数学の参考書を広げても、英単語帳を眺めても、文字は意味を持たない記号の羅列にしか見えない。脳は疲弊しているのに、心はちっとも満たされない。これは本当に「勉強」と呼べるのだろうか。彼女の心は常に問い続けていた。
複雑な感情の波
ある日の放課後、いつものように図書館で自習していた桜は、ふと友人の美咲に声をかけた。 「美咲は、進路のこと、迷わない?」 美咲は顔を上げ、少し考えてから答えた。「迷うよ、そりゃあ。でも、私は絵を描くのが好きだから、美術科のある高校に行きたいって気持ちはブレないかな。そこから先は、まだ全然わからないけどね」。 美咲の言葉は、桜の心に小さな波紋を広げた。明確なゴールがなくても、「好き」という気持ちを軸に動いている美咲が、少し眩しく見えた。 桜には、これといった「好き」がなかった。小説を読むのは好きだけど、作家になりたいわけではない。音楽を聴くのは好きだけど、演奏する才能はない。何かに打ち込んでいる自分を想像できないことが、彼女を一番苦しめていた。 それはまさに思春期の複雑さだった。

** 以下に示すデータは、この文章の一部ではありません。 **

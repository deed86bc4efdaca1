//! Behavioral contract shared by both persistence backends.
//!
//! Every scenario runs once against the SQLite store and once against the
//! JSON blob store; the facades above must not be able to tell them apart.

use planboard_core::{
    open_store, JsonPlannerStore, LayerKey, NewProject, PlannerService, PlannerStore, ProjectMove,
    ProjectPatch, ProjectService, SqlitePlannerStore, StoreConfig, TaskPatch, TaskService,
};
use tempfile::TempDir;
use uuid::Uuid;

fn new_project(name: &str, key: LayerKey) -> NewProject {
    NewProject {
        name: name.to_string(),
        description: String::new(),
        key,
        tags: vec!["tag".to_string()],
        due_date: None,
    }
}

fn bootstrap_and_move_project<S: PlannerStore>(store: &S) {
    let planner_service = PlannerService::new(store);
    let project_service = ProjectService::new(store);

    let planner = planner_service.ensure_initialized().unwrap();
    let stage = &planner.stages[0];
    let todo = LayerKey::new(stage.id, stage.layers[0].id);
    let done = LayerKey::new(stage.id, stage.layers[2].id);

    let p1 = project_service
        .create_project(new_project("P1", todo))
        .unwrap();
    let p2 = project_service
        .create_project(new_project("P2", todo))
        .unwrap();

    project_service
        .move_project(&ProjectMove {
            project_id: p1.id,
            source: todo,
            dest: done,
            source_index: 0,
            dest_index: 0,
        })
        .unwrap();

    let todo_cards = project_service.list_projects_for_layer(todo).unwrap();
    assert_eq!(
        todo_cards.iter().map(|p| p.id).collect::<Vec<_>>(),
        vec![p2.id]
    );
    assert_eq!(todo_cards[0].order, 0);

    let done_cards = project_service.list_projects_for_layer(done).unwrap();
    assert_eq!(
        done_cards.iter().map(|p| p.id).collect::<Vec<_>>(),
        vec![p1.id]
    );
    assert_eq!(done_cards[0].order, 0);
    assert_eq!(done_cards[0].layer_id, done.layer_id);
}

fn cascade_on_project_delete<S: PlannerStore>(store: &S) {
    let planner_service = PlannerService::new(store);
    let project_service = ProjectService::new(store);
    let task_service = TaskService::new(store);

    let planner = planner_service.ensure_initialized().unwrap();
    let stage = &planner.stages[0];
    let key = LayerKey::new(stage.id, stage.layers[0].id);

    let project = project_service
        .create_project(new_project("Card", key))
        .unwrap();
    let column = task_service.create_column(project.id, "Checklist").unwrap();
    let task = task_service
        .create_task(project.id, column.id, "step one")
        .unwrap();

    project_service.delete_project(project.id).unwrap();

    // Board and tasks died with the project on both backends.
    assert!(store.get_project(project.id).unwrap().is_none());
    assert!(store.get_board_for_project(project.id).unwrap().is_none());
    assert!(store.get_task(task.id).unwrap().is_none());
}

fn update_missing_returns_none<S: PlannerStore>(store: &S) {
    let missing = Uuid::new_v4();

    assert!(store
        .update_project(missing, &ProjectPatch::default())
        .unwrap()
        .is_none());
    assert!(store.update_task(missing, &TaskPatch::default()).unwrap().is_none());
    assert!(!store.delete_project(missing).unwrap());
    assert!(!store.delete_task(missing).unwrap());
}

#[test]
fn sqlite_bootstrap_and_move_project() {
    let store = SqlitePlannerStore::open_in_memory().unwrap();
    bootstrap_and_move_project(&store);
}

#[test]
fn json_bootstrap_and_move_project() {
    let dir = TempDir::new().unwrap();
    let store = JsonPlannerStore::open(dir.path()).unwrap();
    bootstrap_and_move_project(&store);
}

#[test]
fn sqlite_cascade_on_project_delete() {
    let store = SqlitePlannerStore::open_in_memory().unwrap();
    cascade_on_project_delete(&store);
}

#[test]
fn json_cascade_on_project_delete() {
    let dir = TempDir::new().unwrap();
    let store = JsonPlannerStore::open(dir.path()).unwrap();
    cascade_on_project_delete(&store);
}

#[test]
fn sqlite_update_missing_returns_none() {
    let store = SqlitePlannerStore::open_in_memory().unwrap();
    update_missing_returns_none(&store);
}

#[test]
fn json_update_missing_returns_none() {
    let dir = TempDir::new().unwrap();
    let store = JsonPlannerStore::open(dir.path()).unwrap();
    update_missing_returns_none(&store);
}

#[test]
fn json_store_writes_one_blob_per_collection() {
    let dir = TempDir::new().unwrap();
    let store = JsonPlannerStore::open(dir.path()).unwrap();

    let planner_service = PlannerService::new(&store);
    let project_service = ProjectService::new(&store);
    let task_service = TaskService::new(&store);

    let planner = planner_service.ensure_initialized().unwrap();
    let stage = &planner.stages[0];
    let key = LayerKey::new(stage.id, stage.layers[0].id);
    let project = project_service
        .create_project(new_project("Card", key))
        .unwrap();
    task_service.create_column(project.id, "Checklist").unwrap();
    project_service.save_as_template(project.id).unwrap();

    for blob in [
        "content_planner.json",
        "projects.json",
        "task_boards.json",
        "templates.json",
    ] {
        assert!(dir.path().join(blob).exists(), "blob `{blob}` should exist");
    }
}

#[test]
fn json_store_state_survives_reopen() {
    let dir = TempDir::new().unwrap();
    let stage_id;
    {
        let store = JsonPlannerStore::open(dir.path()).unwrap();
        let planner = PlannerService::new(&store).ensure_initialized().unwrap();
        stage_id = planner.stages[0].id;
    }

    let store = JsonPlannerStore::open(dir.path()).unwrap();
    let planner = PlannerService::new(&store).ensure_initialized().unwrap();
    assert_eq!(planner.stages[0].id, stage_id);
}

#[test]
fn open_store_selects_backend_from_config() {
    let dir = TempDir::new().unwrap();

    let sqlite = open_store(&StoreConfig::Sqlite {
        db_path: dir.path().join("board.db"),
    })
    .unwrap();
    PlannerService::new(&*sqlite).ensure_initialized().unwrap();
    assert!(dir.path().join("board.db").exists());

    let json = open_store(&StoreConfig::LocalJson {
        dir: dir.path().join("blobs"),
    })
    .unwrap();
    PlannerService::new(&*json).ensure_initialized().unwrap();
    assert!(dir.path().join("blobs").join("content_planner.json").exists());
}
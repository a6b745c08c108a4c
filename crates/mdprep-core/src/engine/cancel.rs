use std::sync::Arc;
use std::sync::atomic::{AtomicBool, Ordering};

/// Cooperative cancellation flag, checked by the engine at every stage
/// boundary. External tools already running are not interrupted; the run
/// stops before the next stage starts.
#[derive(Debug, Clone, Default)]
pub struct CancellationToken {
    cancelled: Arc<AtomicBool>,
}

impl CancellationToken {
    pub fn new() -> Self {
        Self::default()
    }

    pub fn cancel(&self) {
        self.cancelled.store(true, Ordering::SeqCst);
    }

    pub fn is_cancelled(&self) -> bool {
        self.cancelled.load(Ordering::SeqCst)
    }
}

#[cfg(test)]
mod tests {
    use super::*;

    #[test]
    fn token_starts_clear_and_latches() {
        let token = CancellationToken::new();
        assert!(!token.is_cancelled());

        let shared = token.clone();
        shared.cancel();
        assert!(token.is_cancelled());
    }
}
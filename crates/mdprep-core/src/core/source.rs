//! Input source references.
//!
//! The starting structure is either fetched from the remote structure
//! archive by identifier (`pdb:1ABC`) or copied from a local file. The
//! reference is computed once from the raw CLI argument and never changes
//! afterwards.

use std::path::PathBuf;

const REMOTE_PREFIX: &str = "pdb:";

#[derive(Debug, Clone, PartialEq, Eq)]
pub enum SourceReference {
    /// Fetch by archive identifier (e.g. `1ABC`).
    Remote { id: String },
    /// Copy an existing local structure file.
    Local { path: PathBuf },
}

impl SourceReference {
    /// Interpret a raw input argument. A `pdb:` prefix followed by a
    /// non-empty identifier selects a remote fetch; anything else is treated
    /// as a local path.
    pub fn parse(raw: &str) -> SourceReference {
        let trimmed = raw.trim();
        if let Some(id) = trimmed.strip_prefix(REMOTE_PREFIX) {
            let id = id.trim();
            if !id.is_empty() {
                return SourceReference::Remote { id: id.to_string() };
            }
        }
        SourceReference::Local {
            path: PathBuf::from(trimmed),
        }
    }
}

#[cfg(test)]
mod tests {
    use super::*;
    use std::path::Path;

    #[test]
    fn prefixed_identifier_is_remote() {
        assert_eq!(
            SourceReference::parse("pdb:1ABC"),
            SourceReference::Remote {
                id: "1ABC".to_string()
            }
        );
        assert_eq!(
            SourceReference::parse("  pdb: 6m0j "),
            SourceReference::Remote {
                id: "6m0j".to_string()
            }
        );
    }

    #[test]
    fn plain_path_is_local() {
        assert_eq!(
            SourceReference::parse("structures/input.pdb"),
            SourceReference::Local {
                path: Path::new("structures/input.pdb").to_path_buf()
            }
        );
    }

    #[test]
    fn empty_identifier_falls_back_to_local() {
        assert_eq!(
            SourceReference::parse("pdb:"),
            SourceReference::Local {
                path: Path::new("pdb:").to_path_buf()
            }
        );
    }
}
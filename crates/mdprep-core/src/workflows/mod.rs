//! # Workflows Module
//!
//! The highest-level, user-facing layer: it ties configuration resolution,
//! input materialization, the pipeline engine, and artifact conversion into
//! a single entry point for running the preparation pipeline end to end.

pub mod setup;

自分が何者であるのか、何をしたいのか、何ができるのか。答えのない問いが、幾重にも重なって押し寄せる。
茜色の迷路
ある土曜の午後、桜はあてもなく自転車を走らせていた。気づけば、少し小高い丘の上の公園に着いていた。ベンチに座り、遠くの街並みを眺める。夕日がゆっくりと沈み始め、空は再び茜色に染まっていた。 そのとき、隣に座っていた老婦人が、桜に優しく話しかけた。「何か悩み事かい?若い頃は、空の色も特別に見えるものだよ」。 桜は一瞬戸惑ったが、なぜかその老婦人には自分の悩みを打ち明けられる気がした。進路のこと、将来のこと、自分が何者なのか分からないこと。一つ一つ、言葉を選びながら話した。 老婦人は静かに耳を傾け、話し終えると微笑んだ。「ああ、それは誰もが通る道さ。私もそうだったよ。自分が何をしたいかなんて、すぐに分かるもんじゃない。たくさんのことを経験して、たくさんの人と出会って、少しずつ見えてくるものさ。焦る必要なんてないんだよ」。 その言葉は、桜の心の奥底に染み渡った。答えを見つけなければ、と必死になっていた心が、少しだけ軽くなった。
まだ見ぬ未来へ
家路に着く頃には、空はすっかり紺色に変わり、星が瞬き始めていた。桜は自転車を漕ぎながら、老婦人の言葉を反芻していた。 「焦る必要なんてない」。 そうだ、今、答えが出なくてもいいんだ。勉強は、進路のためだけにするものではないのかもしれない。知識を深めること、考える力を養うこと、それ自体が未来の自分を形作る大切な一歩なのだ。そして、「好き」という気持ちも、これから見つければいい。たくさんの道があり、たくさんの選択肢がある。それは決して「複雑」なだけではなく、「可能性」に満ちているのだ。 桜の心に、これまで感じたことのない穏やかな決意が芽生えた。まだ迷路の中にいるけれど、この迷路は決して出口のないものではない。一歩一歩、自分の足で進んでいけば、きっといつか、自分だけの光が見えるはずだ。 次の日、彼女は少しだけ前向きな気持ちで、数学の参考書を開いた。その文字は、昨日よりも少しだけ、意味を帯びて見えた。